The performance of LLMs is significantly influenced by the pretraining data used. A common challenge in optimizing this pretraining process is selecting high-quality data without incurring substantial computational costs. In pretraining, LLMs typically use datasets comprising different domains, and a crucial decision is how frequently to sample from each domain to achieve the best model performance—this is known as data mixing. Whereas traditional fixed-proportion data mixing strategies don't adapt to the model's evolving needs during training, a new approach named Online Data Mixing (ODM) bridges this gap.
ODM is a novel technique that adjusts the proportions of data mixing in real-time during model pretraining. The model views data selection as a multi-armed bandit problem—each domain of data is considered an 'arm' that can be 'pulled' to optimize for the most informative data. The method uses the loss associated with each domain as a dynamic reward signal, guiding the algorithm to favor data that offers the highest potential information gain. Remarkably, ODM was shown to reach similar levels of model performance in 19% fewer training iterations than the next best method, with minimal impact on the total training time.
To test ODM's efficacy, researchers trained an LLM with 1 billion parameters on The Pile dataset, which comprises data from 22 diverse domains. They compared their online mixing strategy with several static data mixing methods, including The Pile Weights and the DoReMi algorithm, across various performance metrics. ODM not only improved model performance regarding validation perplexity but also enhanced the model's downstream capabilities, leading to more accurate results in a 5-shot multiple-choice classification task.
The analysis revealed some intriguing insights.
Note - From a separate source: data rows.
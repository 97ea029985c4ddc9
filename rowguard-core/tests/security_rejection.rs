//! Security rejection tests: unsafe check text must fail compilation and no
//! query may ever reach the engine.

use async_trait::async_trait;
use futures::StreamExt;
use rowguard_core::{
    CheckRunner, CheckSpec, ColumnInfo, CompileError, ExecutionEngine, ExecutionError,
    QueryPolicy, QueryableRelation, RowGuardError, SecurityError, TableSchema, validate,
};
use rowguard_core::relation::RowStream;
use serde_json::Value as JsonValue;
use std::sync::Arc;
use std::sync::atomic::{AtomicUsize, Ordering};

/// Relation that counts every query it receives. Security tests assert the
/// count stays at zero: rejection must happen before the engine.
struct CountingRelation {
    queries: Arc<AtomicUsize>,
}

#[async_trait]
impl QueryableRelation for CountingRelation {
    fn table_ref(&self) -> &str {
        "\"orders\""
    }

    async fn schema(&self) -> Result<TableSchema, ExecutionError> {
        Ok(TableSchema::new(
            ["status", "amount", "country"]
                .iter()
                .map(|name| ColumnInfo {
                    name: (*name).to_string(),
                    data_type: "TEXT".to_string(),
                })
                .collect(),
        ))
    }

    async fn query<'a>(
        &'a self,
        _sql: &'a str,
        _params: &'a [JsonValue],
    ) -> Result<RowStream<'a>, ExecutionError> {
        self.queries.fetch_add(1, Ordering::SeqCst);
        Ok(futures::stream::empty().boxed())
    }
}

fn counting_engine() -> (ExecutionEngine, Arc<AtomicUsize>) {
    let queries = Arc::new(AtomicUsize::new(0));
    let relation = CountingRelation {
        queries: Arc::clone(&queries),
    };
    (ExecutionEngine::new(Box::new(relation)), queries)
}

async fn assert_rejected_before_engine(spec: CheckSpec) {
    let (mut engine, queries) = counting_engine();
    let runner = CheckRunner::with_defaults();

    let error = runner.run(&mut engine, &spec).await.unwrap_err();
    assert!(
        matches!(error, RowGuardError::Compile(_)),
        "expected compile-time rejection, got: {error:?}"
    );
    assert_eq!(
        queries.load(Ordering::SeqCst),
        0,
        "a rejected check must not reach the engine"
    );
}

#[tokio::test]
async fn test_security_raw_query_with_second_statement() {
    // "SELECT * FROM t; DROP TABLE t" is rejected before execution
    assert_rejected_before_engine(CheckSpec::raw_query("SELECT * FROM t; DROP TABLE t")).await;
}

#[tokio::test]
async fn test_security_condition_injection_corpus() {
    let conditions = [
        "amount > 0; DROP TABLE x",
        "amount > 0 OR 1=1",
        "country = 'US' UNION SELECT password",
        "amount > 0 -- comment",
        "amount > 0 /* sneaky */",
        "name = 'unterminated",
        "delete from orders",
    ];
    for condition in conditions {
        assert_rejected_before_engine(CheckSpec::not_null("status").with_condition(condition))
            .await;
    }
}

#[tokio::test]
async fn test_security_raw_query_corpus() {
    let queries = [
        "DELETE FROM orders",
        "UPDATE orders SET amount = 0",
        "/* mask */ SELECT 1",
        "-- leading comment\nSELECT 1",
        "INSERT INTO orders VALUES (1)",
        "SELECT * FROM orders WHERE id IN (1) UNION SELECT secret FROM vault",
    ];
    for sql in queries {
        assert_rejected_before_engine(CheckSpec::raw_query(sql)).await;
    }
}

#[tokio::test]
async fn test_security_expression_rejections() {
    for expression in [
        "status = 'paid'",
        "status; DROP TABLE orders",
        "amount > 0 -- comment",
        "secret_column > 0",
    ] {
        assert_rejected_before_engine(CheckSpec::column_pair(expression)).await;
    }
}

#[tokio::test]
async fn test_security_unsafe_literal_rejection() {
    assert_rejected_before_engine(CheckSpec::allowed_values(
        "status",
        vec![serde_json::json!("bad\u{0}value")],
    ))
    .await;
}

#[tokio::test]
async fn test_security_rejection_reasons_are_specific() {
    let (mut engine, _) = counting_engine();
    let runner = CheckRunner::with_defaults();

    let error = runner
        .run(
            &mut engine,
            &CheckSpec::not_null("status").with_condition("truncate orders"),
        )
        .await
        .unwrap_err();

    match error {
        RowGuardError::Compile(CompileError::Security(SecurityError::ForbiddenKeyword {
            keyword,
        })) => assert_eq!(keyword, "truncate"),
        other => panic!("expected a named forbidden keyword, got: {other:?}"),
    }
}

#[test]
fn test_security_validator_is_pure_and_reports_scores() {
    // Same input, same verdict: no state, no side effects
    let first = validate("amount > 0", QueryPolicy::Condition, 50);
    let second = validate("amount > 0", QueryPolicy::Condition, 50);
    assert_eq!(first.is_allowed(), second.is_allowed());
    assert_eq!(first.complexity_score, second.complexity_score);
}

#[test]
fn test_security_strict_policy_is_superset_of_condition_policy() {
    // Text that fails the condition policy also fails strict
    let unsafe_text = "SELECT 1 WHERE 1=1 OR 1=1";
    assert!(!validate(unsafe_text, QueryPolicy::Condition, 50).is_allowed());
    assert!(!validate(unsafe_text, QueryPolicy::StrictQuery, 50).is_allowed());

    // Strict additionally rejects non-SELECT text the condition policy allows
    let filter_text = "amount > 0";
    assert!(validate(filter_text, QueryPolicy::Condition, 50).is_allowed());
    assert!(!validate(filter_text, QueryPolicy::StrictQuery, 50).is_allowed());
}
fn build_composite_result(
    spec: &CheckSpec,
    plan: &CompiledPlan,
    outcome: &ExecutionOutcome,
) -> std::result::Result<ValidationResult, ResultError> {
    let row = outcome
        .aggregate_rows
        .first()
        .ok_or_else(|| ResultError::malformed("composite aggregate returned no rows"))?;
    let violations = count_field(row, "violations")?;
    let duplicate_combinations = count_field(row, "duplicate_combinations")?;
    let distinct_combinations = count_field(row, "distinct_combinations")?;
    let total_rows = count_field(row, "total_rows")?;

    let (passed, pass_rate) = evaluate_passed(violations, Some(total_rows), spec.threshold)?;

    let uniqueness_rate = if total_rows == 0 {
        1.0
    } else {
        distinct_combinations as f64 / total_rows as f64
    };

    let columns = match &spec.kind {
        CheckKind::CompositeUnique { columns } => columns.join(", "),
        _ => String::new(),
    };

    let mut details = JsonMap::new();
    details.insert("violations".to_string(), json!(violations));
    details.insert(
        "duplicate_combinations".to_string(),
        json!(duplicate_combinations),
    );
    details.insert(
        "distinct_combinations".to_string(),
        json!(distinct_combinations),
    );
    details.insert("total_rows".to_string(), json!(total_rows));
    details.insert("uniqueness_rate".to_string(), json!(uniqueness_rate));
    if let Some(condition) = &spec.condition {
        details.insert("condition".to_string(), json!(condition));
    }
    if let Some(t) = spec.threshold {
        details.insert("threshold".to_string(), json!(t));
    }
    if let Some(rate) = pass_rate {
        details.insert("pass_rate".to_string(), json!(rate));
    }

    let message = if passed && duplicate_combinations == 0 {
        format!("Columns ({columns}) have no duplicated combinations")
    } else {
        format!(
            "Columns ({columns}) have {duplicate_combinations} duplicated combinations across {total_rows} rows"
        )
    };

    let failed_rows = map_failed_rows(spec, plan, outcome)?;

    Ok(ValidationResult {
        check: spec.label().to_string(),
        column: None,
        passed,
        actual_value: json!(violations),
        expected_value: json!(0),
        message,
        severity: spec.severity,
        details,
        failed_rows,
        total_failures: violations,
    })
}
//! Execution of compiled plans against the injected relation handle.
//!
//! The engine owns the connection handle for one validation context, injected
//! by the caller rather than held in global state. Queries run under a wall-clock
//! timeout and a hard row cap. The aggregate query always runs first, and the
//! sample query is skipped entirely when the aggregate reports zero violations.
//!
//! Timeout cancellation is cooperative at the engine boundary: the caller is
//! unblocked at the deadline regardless, and a connection that timed out is
//! poisoned: treated as unusable for subsequent checks rather than trusted to
//! be in a known state. Engine failures are never retried: queries are
//! read-only and idempotent, so a retry would only double load.

use crate::compile::{AggregateShape, CompiledPlan};
use crate::error::ExecutionError;
use crate::relation::{QueryableRelation, TableSchema};
use futures::StreamExt;
use serde_json::Value as JsonValue;
use std::time::Duration;

/// Raw output of executing one compiled plan.
#[derive(Debug, Clone, PartialEq)]
pub struct ExecutionOutcome {
    /// Violation count decoded from the aggregate row. Zero for
    /// group-frequency shapes, whose violations are derived downstream.
    pub violations: u64,
    /// Eligible-row count when the plan compiled one.
    pub eligible: Option<u64>,
    /// Raw aggregate rows (one for count shapes, many for group frequencies).
    pub aggregate_rows: Vec<JsonValue>,
    /// Bounded sample of offending rows; empty when skipped or capped to zero.
    pub sample_rows: Vec<JsonValue>,
}

/// Executes compiled plans against one relation.
///
/// Owns the injected handle for the duration of a validation context; drop the
/// engine to release it.
pub struct ExecutionEngine {
    relation: Box<dyn QueryableRelation>,
    poisoned: bool,
}

impl ExecutionEngine {
    /// Creates an engine around an injected relation handle.
    pub fn new(relation: Box<dyn QueryableRelation>) -> Self {
        Self {
            relation,
            poisoned: false,
        }
    }

    /// The underlying relation handle.
    pub fn relation(&self) -> &dyn QueryableRelation {
        self.relation.as_ref()
    }

    /// Whether an earlier timeout has made this engine unusable.
    pub fn is_poisoned(&self) -> bool {
        self.poisoned
    }

    /// Introspects the relation schema.
    ///
    /// # Errors
    /// Fails if the engine is poisoned or introspection fails.
    pub async fn schema(&self) -> std::result::Result<TableSchema, ExecutionError> {
        if self.poisoned {
            return Err(ExecutionError::ConnectionPoisoned);
        }
        self.relation.schema().await
    }

    /// Runs one compiled plan: aggregate first, then the bounded sample.
    ///
    /// All-or-nothing per check: no partial outcome is returned on timeout or
    /// engine failure.
    ///
    /// # Errors
    /// Fails on timeout (poisoning the engine), on any engine-level failure,
    /// or if the engine was already poisoned. Failures are never retried.
    pub async fn execute(
        &mut self,
        plan: &CompiledPlan,
    ) -> std::result::Result<ExecutionOutcome, ExecutionError> {
        if self.poisoned {
            return Err(ExecutionError::ConnectionPoisoned);
        }

        let aggregate_rows = self
            .run_query(
                &plan.aggregate_sql,
                &plan.aggregate_params,
                plan.timeout,
                plan.row_cap,
            )
            .await?;

        let (violations, eligible) = decode_counts(plan.shape, &aggregate_rows)?;

        let sample_rows = match &plan.sample_sql {
            Some(sample_sql) if violations > 0 => {
                let cap = plan.sample_limit.min(plan.row_cap);
                self.run_query(sample_sql, &plan.sample_params, plan.timeout, cap)
                    .await?
            }
            _ => Vec::new(),
        };

        Ok(ExecutionOutcome {
            violations,
            eligible,
            aggregate_rows,
            sample_rows,
        })
    }

    async fn run_query(
        &mut self,
        sql: &str,
        params: &[JsonValue],
        timeout: Duration,
        row_cap: u32,
    ) -> std::result::Result<Vec<JsonValue>, ExecutionError> {
        let outcome = {
            let relation = self.relation.as_ref();
            let collect = async move {
                let mut stream = relation.query(sql, params).await?;
                let mut rows = Vec::new();
                while let Some(row) = stream.next().await {
                    rows.push(row?);
                    if rows.len() >= row_cap as usize {
                        break;
                    }
                }
                Ok::<_, ExecutionError>(rows)
            };
            tokio::time::timeout(timeout, collect).await
        };

        match outcome {
            Ok(result) => result,
            Err(_) => {
                // The connection cannot be trusted after an abandoned query
                self.poisoned = true;
                tracing::warn!(
                    timeout_secs = timeout.as_secs(),
                    "query timed out; connection poisoned"
                );
                Err(ExecutionError::Timeout {
                    seconds: timeout.as_secs(),
                })
            }
        }
    }
}

/// Decodes violation and eligible counts from the aggregate result.
fn decode_counts(
    shape: AggregateShape,
    rows: &[JsonValue],
) -> std::result::Result<(u64, Option<u64>), ExecutionError> {
    match shape {
        AggregateShape::GroupFrequencies => Ok((0, None)),
        AggregateShape::Violations => {
            let row = first_row(rows)?;
            Ok((decode_count(row, "violations")?, None))
        }
        AggregateShape::ViolationsWithEligible => {
            let row = first_row(rows)?;
            Ok((
                decode_count(row, "violations")?,
                Some(decode_count(row, "eligible")?),
            ))
        }
        AggregateShape::CompositeUnique => {
            let row = first_row(rows)?;
            Ok((
                decode_count(row, "violations")?,
                Some(decode_count(row, "total_rows")?),
            ))
        }
    }
}

fn first_row(rows: &[JsonValue]) -> std::result::Result<&JsonValue, ExecutionError> {
    rows.first()
        .ok_or_else(|| ExecutionError::engine_context("aggregate query returned no rows"))
}

fn decode_count(row: &JsonValue, key: &str) -> std::result::Result<u64, ExecutionError> {
    let value = row.get(key).ok_or_else(|| {
        ExecutionError::engine_context(format!("aggregate column '{key}' missing from result"))
    })?;
    match value {
        JsonValue::Number(n) => n
            .as_i64()
            .map(|v| v.max(0) as u64)
            .or_else(|| n.as_u64())
            .ok_or_else(|| {
                ExecutionError::engine_context(format!("aggregate column '{key}' is not integral"))
            }),
        JsonValue::Null => Ok(0),
        _ => Err(ExecutionError::engine_context(format!(
            "aggregate column '{key}' has a non-numeric type"
        ))),
    }
}

#[cfg(test)]
mod tests {
    use super::*;
    use crate::relation::RowStream;
    use async_trait::async_trait;
    use serde_json::json;
    use std::collections::VecDeque;
    use std::sync::Mutex;

    /// Scripted relation: pops one canned response per query and logs the SQL.
    struct ScriptedRelation {
        responses: Mutex<VecDeque<Vec<JsonValue>>>,
        log: Mutex<Vec<String>>,
        delay: Option<Duration>,
        fail_with: Option<String>,
    }

    impl ScriptedRelation {
        fn new(responses: Vec<Vec<JsonValue>>) -> Self {
            Self {
                responses: Mutex::new(responses.into()),
                log: Mutex::new(Vec::new()),
                delay: None,
                fail_with: None,
            }
        }

        fn with_delay(mut self, delay: Duration) -> Self {
            self.delay = Some(delay);
            self
        }

        fn failing(context: &str) -> Self {
            Self {
                responses: Mutex::new(VecDeque::new()),
                log: Mutex::new(Vec::new()),
                delay: None,
                fail_with: Some(context.to_string()),
            }
        }
    }

    #[async_trait]
    impl QueryableRelation for ScriptedRelation {
        fn table_ref(&self) -> &str {
            "\"scripted\""
        }

        async fn schema(&self) -> std::result::Result<TableSchema, ExecutionError> {
            Ok(TableSchema::default())
        }

        async fn query<'a>(
            &'a self,
            sql: &'a str,
            _params: &'a [JsonValue],
        ) -> std::result::Result<RowStream<'a>, ExecutionError> {
            self.log.lock().unwrap().push(sql.to_string());
            if let Some(delay) = self.delay {
                tokio::time::sleep(delay).await;
            }
            if let Some(context) = &self.fail_with {
                return Err(ExecutionError::engine_context(context.clone()));
            }
            let rows = self
                .responses
                .lock()
                .unwrap()
                .pop_front()
                .unwrap_or_default();
            Ok(futures::stream::iter(rows.into_iter().map(Ok)).boxed())
        }
    }

    fn plan(shape: AggregateShape, sample: bool) -> CompiledPlan {
        CompiledPlan {
            aggregate_sql: "SELECT 1 AS violations".to_string(),
            aggregate_params: Vec::new(),
            sample_sql: sample.then(|| "SELECT sample".to_string()),
            sample_params: Vec::new(),
            sample_limit: 10,
            sample_columns: Vec::new(),
            shape,
            timeout: Duration::from_secs(5),
            row_cap: 10_000,
        }
    }

    fn engine_with(responses: Vec<Vec<JsonValue>>) -> ExecutionEngine {
        ExecutionEngine::new(Box::new(ScriptedRelation::new(responses)))
    }

    #[tokio::test]
    async fn test_aggregate_runs_first_and_sample_skipped_on_zero_violations() {
        let relation = ScriptedRelation::new(vec![vec![json!({"violations": 0})]]);
        let mut engine = ExecutionEngine::new(Box::new(relation));

        let outcome = engine
            .execute(&plan(AggregateShape::Violations, true))
            .await
            .unwrap();

        assert_eq!(outcome.violations, 0);
        assert!(outcome.sample_rows.is_empty());
    }

    #[tokio::test]
    async fn test_sample_runs_when_violations_found() {
        let mut engine = engine_with(vec![
            vec![json!({"violations": 2})],
            vec![json!({"row_idx": 0}), json!({"row_idx": 4})],
        ]);

        let outcome = engine
            .execute(&plan(AggregateShape::Violations, true))
            .await
            .unwrap();

        assert_eq!(outcome.violations, 2);
        assert_eq!(outcome.sample_rows.len(), 2);
    }

    #[tokio::test]
    async fn test_eligible_decoded_for_conditional_shape() {
        let mut engine = engine_with(vec![vec![json!({"violations": 1, "eligible": 2})]]);

        let outcome = engine
            .execute(&plan(AggregateShape::ViolationsWithEligible, false))
            .await
            .unwrap();

        assert_eq!(outcome.violations, 1);
        assert_eq!(outcome.eligible, Some(2));
    }

    #[tokio::test]
    async fn test_sample_rows_truncated_at_hard_cap() {
        let many: Vec<JsonValue> = (0..100).map(|i| json!({"row_idx": i})).collect();
        let mut engine = engine_with(vec![vec![json!({"violations": 100})], many]);

        let mut capped = plan(AggregateShape::Violations, true);
        capped.row_cap = 5;

        let outcome = engine.execute(&capped).await.unwrap();
        assert_eq!(outcome.sample_rows.len(), 5);
    }

    #[tokio::test]
    async fn test_sample_limit_bounded_by_row_cap() {
        let many: Vec<JsonValue> = (0..100).map(|i| json!({"row_idx": i})).collect();
        let mut engine = engine_with(vec![vec![json!({"violations": 100})], many]);

        let mut capped = plan(AggregateShape::Violations, true);
        capped.sample_limit = 3;

        let outcome = engine.execute(&capped).await.unwrap();
        assert_eq!(outcome.sample_rows.len(), 3);
    }

    #[tokio::test]
    async fn test_timeout_poisons_engine() {
        let relation = ScriptedRelation::new(vec![vec![json!({"violations": 0})]])
            .with_delay(Duration::from_millis(200));
        let mut engine = ExecutionEngine::new(Box::new(relation));

        let mut fast = plan(AggregateShape::Violations, false);
        fast.timeout = Duration::from_millis(10);

        let error = engine.execute(&fast).await.unwrap_err();
        assert!(matches!(error, ExecutionError::Timeout { .. }));
        assert!(engine.is_poisoned());

        // The poisoned connection is refused, not reused
        let error = engine.execute(&fast).await.unwrap_err();
        assert!(matches!(error, ExecutionError::ConnectionPoisoned));

        let error = engine.schema().await.unwrap_err();
        assert!(matches!(error, ExecutionError::ConnectionPoisoned));
    }

    #[tokio::test]
    async fn test_engine_failure_is_not_retried() {
        let relation = ScriptedRelation::failing("type mismatch");
        let mut engine = ExecutionEngine::new(Box::new(relation));

        let error = engine
            .execute(&plan(AggregateShape::Violations, false))
            .await
            .unwrap_err();
        assert!(matches!(error, ExecutionError::Engine { .. }));

        // An engine failure is surfaced, not retried, and does not poison the
        // connection the way a timeout does
        assert!(!engine.is_poisoned());
    }

    #[tokio::test]
    async fn test_malformed_aggregate_surfaces_engine_error() {
        let mut engine = engine_with(vec![vec![json!({"wrong_column": 1})]]);
        let error = engine
            .execute(&plan(AggregateShape::Violations, false))
            .await
            .unwrap_err();
        assert!(matches!(error, ExecutionError::Engine { .. }));

        let mut engine = engine_with(vec![Vec::new()]);
        let error = engine
            .execute(&plan(AggregateShape::Violations, false))
            .await
            .unwrap_err();
        assert!(matches!(error, ExecutionError::Engine { .. }));
    }

    #[tokio::test]
    async fn test_composite_shape_decodes_total_rows_as_eligible() {
        let mut engine = engine_with(vec![vec![json!({
            "violations": 2,
            "duplicate_combinations": 1,
            "distinct_combinations": 2,
            "total_rows": 3
        })]]);

        let outcome = engine
            .execute(&plan(AggregateShape::CompositeUnique, false))
            .await
            .unwrap();
        assert_eq!(outcome.violations, 2);
        assert_eq!(outcome.eligible, Some(3));
    }

    #[test]
    fn test_decode_count_handles_null_and_rejects_text() {
        let row = json!({"violations": null});
        assert_eq!(decode_count(&row, "violations").unwrap(), 0);

        let row = json!({"violations": "three"});
        assert!(decode_count(&row, "violations").is_err());
    }
}
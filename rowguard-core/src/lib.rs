//! Query-safety and check-compilation core for declarative data-quality
//! validation.
//!
//! This crate turns a declarative check description, possibly containing
//! free-text fragments such as regex patterns, SQL filter conditions, or entire
//! raw queries, into engine-native query text that is provably free of
//! injection and bounded in cost, executes it against an injected relation
//! handle, and produces a structured, sample-bounded failure report.
//!
//! # Security Guarantees
//! - Untrusted text never reaches the engine unvalidated: conditions pass the
//!   condition policy, raw queries pass the strict query policy, and
//!   cross-column expressions pass an allow-list parser
//! - Embedded literals are always escaped; identifiers are always quoted
//! - Every generated query is a read-only SELECT with a complexity ceiling,
//!   a wall-clock timeout, and a hard sample row cap
//! - A misconfigured or unsafe check fails compilation; it never degrades to
//!   a skipped or passing result
//!
//! # Architecture
//! The pipeline is compile → execute → build, all pure functions except the
//! engine round trip:
//! - [`spec`]: check descriptors built through an explicit builder
//! - [`expr`] / [`safety`]: validation of untrusted text fragments
//! - [`compile`]: per-kind SQL templates producing a [`compile::CompiledPlan`]
//! - [`exec`]: timeout- and cap-bounded execution over an injected
//!   [`relation::QueryableRelation`]
//! - [`result`]: structured results with bounded failure samples

pub mod compile;
pub mod config;
pub mod error;
pub mod exec;
pub mod expr;
pub mod logging;
pub mod relation;
pub mod result;
pub mod runner;
pub mod safety;
pub mod spec;

// Re-export commonly used types
pub use compile::{AggregateShape, CompiledPlan, compile};
pub use config::GuardConfig;
pub use error::{
    CompileError, ExecutionError, ParseError, Result, ResultError, RowGuardError, SecurityError,
};
pub use exec::{ExecutionEngine, ExecutionOutcome};
pub use expr::{ParsedExpression, parse_expression};
pub use relation::{ColumnInfo, QueryableRelation, TableSchema};
pub use result::{FailedRow, RunSummary, ValidationResult, build_result};
pub use runner::CheckRunner;
pub use safety::{QueryPolicy, SecurityVerdict, validate};
pub use spec::{CheckKind, CheckSpec, Severity};

#[cfg(feature = "sqlite")]
pub use relation::sqlite::SqliteRelation;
Different domains in the dataset contributed to model learning unevenly, with some domains' data becoming less significant over time, while others gained importance during the course of training. This dynamic adjustment illustrates ODM's ability to respond to the model's learning trajectory, emphasizing its potential to enhance the efficiency and effectiveness of the pretraining process for LLMs.
In summary, the ODM algorithm provides a compelling way forward for the training of LLMs. By dynamically adjusting the sampling of training data to maximize the model's ongoing learning, ODM outperforms static data mixing strategies, leading to better models trained more efficiently. This development marks a significant step toward more intelligently and cost-effectively training the advanced AI models that are increasingly central to various technology applications.